### Extracted data

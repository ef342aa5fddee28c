//! In-memory chain client for executor and NAV tests

use alloy_primitives::{Address, B256, U256};
use async_trait::async_trait;
use navpool_core::types::{PlanStep, PlannedCall};
use navpool_core::{Result, SetupError};
use std::collections::HashMap;
use std::sync::Mutex;

use crate::client::{ChainClient, TransactionOutcome};

#[derive(Debug, Clone, Copy)]
pub enum FailureMode {
    Revert,
    Timeout,
}

#[derive(Default)]
pub struct MockChainClient {
    chain_id: u64,
    nav: Option<U256>,
    share_token: Option<Address>,
    decimals: HashMap<Address, u8>,
    balances: HashMap<Address, U256>,
    /// Index of the submission that fails
    fail_at: Option<(usize, FailureMode)>,
    pub submitted: Mutex<Vec<PlannedCall>>,
}

impl MockChainClient {
    pub fn with_chain_id(mut self, chain_id: u64) -> Self {
        self.chain_id = chain_id;
        self
    }

    pub fn with_nav(mut self, nav: U256) -> Self {
        self.nav = Some(nav);
        self
    }

    pub fn with_share_token(mut self, token: Address) -> Self {
        self.share_token = Some(token);
        self
    }

    pub fn with_decimals(mut self, token: Address, decimals: u8) -> Self {
        self.decimals.insert(token, decimals);
        self
    }

    pub fn with_balance(mut self, token: Address, balance: U256) -> Self {
        self.balances.insert(token, balance);
        self
    }

    pub fn failing_at(mut self, index: usize, mode: FailureMode) -> Self {
        self.fail_at = Some((index, mode));
        self
    }

    pub fn submitted_steps(&self) -> Vec<PlanStep> {
        self.submitted
            .lock()
            .unwrap()
            .iter()
            .map(|call| call.step)
            .collect()
    }
}

#[async_trait]
impl ChainClient for MockChainClient {
    fn sender(&self) -> Address {
        Address::with_last_byte(0xee)
    }

    async fn chain_id(&self) -> Result<u64> {
        Ok(self.chain_id)
    }

    async fn read_nav(&self, _nav_engine: Address, _vault: Address) -> Result<U256> {
        self.nav
            .ok_or_else(|| SetupError::OracleUnavailable("eth_call reverted".to_string()))
    }

    async fn read_token_decimals(&self, token: Address) -> Result<u8> {
        self.decimals
            .get(&token)
            .copied()
            .ok_or_else(|| SetupError::Rpc(format!("unknown token {}", token)))
    }

    async fn read_share_token(&self, _vault: Address) -> Result<Address> {
        self.share_token
            .ok_or_else(|| SetupError::Rpc("vault has no share token".to_string()))
    }

    async fn read_balance(&self, token: Address, _owner: Address) -> Result<U256> {
        Ok(self.balances.get(&token).copied().unwrap_or_default())
    }

    async fn submit_transaction(&self, call: &PlannedCall) -> Result<TransactionOutcome> {
        let mut submitted = self.submitted.lock().unwrap();
        let index = submitted.len();
        submitted.push(call.clone());

        let tx_hash = B256::with_last_byte(index as u8 + 1);
        match self.fail_at {
            Some((at, FailureMode::Revert)) if at == index => {
                Err(SetupError::TransactionReverted {
                    step: call.step,
                    tx_hash: Some(tx_hash),
                })
            }
            Some((at, FailureMode::Timeout)) if at == index => {
                Err(SetupError::TransactionTimeout { step: call.step })
            }
            _ => Ok(TransactionOutcome {
                tx_hash,
                block_number: Some(100 + index as u64),
                gas_used: 50_000,
            }),
        }
    }
}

######

> [Task to complete] Would you retype the lines of the data above, from the one holding "Some((at, FailureMode::Revert)) if" through its final line, exactly and without adding any other line?

> [Output of the task]
            Some((at, FailureMode::Revert)) if at == index => {
                Err(SetupError::TransactionReverted {
                    step: call.step,
                    tx_hash: Some(tx_hash),
                })
            }
            Some((at, FailureMode::Timeout)) if at == index => {
                Err(SetupError::TransactionTimeout { step: call.step })
            }
            _ => Ok(TransactionOutcome {
                tx_hash,
                block_number: Some(100 + index as u64),
                gas_used: 50_000,
            }),
        }
    }
}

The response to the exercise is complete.